On Sunday morning the solemnity had simply increased. Then we went to church. The minister was in a pulpit about twenty feet high, with a little sounding-board above him, and he commenced at "firstly" and went on and on to about "twenty-thirdly." Then he made a few remarks by way of application; and then took a general view of the subject, and in about two hours reached the last chapter in Revelation.
In those days, no matter how cold the weather was, there was no fire in the church. It was thought to be a kind of sin to be comfortable while you were thanking God. The first church that ever had a stove in it in New England, divided on that account.

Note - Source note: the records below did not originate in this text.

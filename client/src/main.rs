use clap::Parser;
use client::input::PointerSource;
use client::network::Client;
use shared::{SimConfig, Vec3};
use std::time::{Duration, Instant};

/// Command line arguments for the headless client
#[derive(Parser, Debug)]
#[clap(author, version, about)]
struct Args {
    /// Server address to connect to
    #[clap(short, long, default_value = "127.0.0.1:8080")]
    server: String,
    /// Seconds between scripted group-move commands (0 disables them)
    #[clap(short, long, default_value = "5")]
    auto_move_secs: u64,
    /// Radius of the scripted pointer orbit
    #[clap(long, default_value = "15.0")]
    orbit_radius: f32,
}

/// Scripted pointer that slowly orbits the origin, standing in for a real
/// input device in headless runs.
struct OrbitingPointer {
    started: Instant,
    radius: f32,
}

impl PointerSource for OrbitingPointer {
    fn sample_pointer(&mut self) -> Option<Vec3> {
        let t = self.started.elapsed().as_secs_f32() * 0.5;
        Some(Vec3::new(self.radius * t.cos(), 0.0, self.radius * t.sin()))
    }
}

#[tokio::main]
async fn main() -> Result<(), Box<dyn std::error::Error>> {
    env_logger::init();

    let args = Args::parse();

    let auto_command_interval = if args.auto_move_secs > 0 {
        Some(Duration::from_secs(args.auto_move_secs))
    } else {
        None
    };

    let mut client = Client::new(&args.server, SimConfig::default(), auto_command_interval).await?;

    let pointer = OrbitingPointer {
        started: Instant::now(),
        radius: args.orbit_radius,
    };

    client.run(pointer).await?;

    Ok(())
}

So the first church in which they sang by note, was torn in fragments.
After the sermon we had an intermission. Then came the catechism with the chief end of man. We went through with that. We sat in a row with our feet coming in about six inches of the floor. The minister asked us if we knew that we all deserved to go to hell, and we all answered "Yes." Then we were asked if we would be willing to go to hell if it was God's will, and every little liar shouted "Yes." Then the same sermon was preached once more, commencing at the other end and going back. After that, we started for home, sad and solemn -- overpowered with the wisdom displayed in the scheme of the atonement. When we got home, if we had been good boys, and the weather was warm, sometimes they would take us out to the graveyard to cheer us up a little. It did cheer me. When I looked at the sunken tombs and the leaning stones, and read the half-effaced inscriptions through the moss of silence and forgetfulness, it was a great comfort. The reflection came to my mind that the observance of the Sabbath could not last always. Sometimes they would sing that beautiful hymn in which occurs these cheerful lines:
|"Where congregations ne'er break up,
And Sabbaths never end."
These lines, I think, prejudiced me a little against even heaven. Then we had good books that we read on Sundays by way of keeping us happy and contented. There were Milners' "History of the Waldenses," Baxter's "Call to the Unconverted," Yahn's "Archæology of the Jews," and Jenkyns' "On the Atonement." I used to read Jenkyns' "On the Atonement." I have often thought that an atonement would have to be exceedingly broad in its provisions to cover the case of a man who would write a book like that for a boy.
But at last the Sunday wore away, and the moment the sun went down we were free. Between three and four o'clock we would go out to see how the sun was coming on. Sometimes it seemed to me that it was stopping from pure meanness. But finally it went down. It had to. And when the last rim of light sank below the horizon, off would go our caps, and we would give three cheers for liberty once more.
Sabbaths used to be prisons. Every Sunday was a Bastille. Every Christian was a kind of turnkey, and every child was a prisoner, -- a convict. In that dungeon, a smile was a crime.
Kindness is the sunshine in which the virtues grow.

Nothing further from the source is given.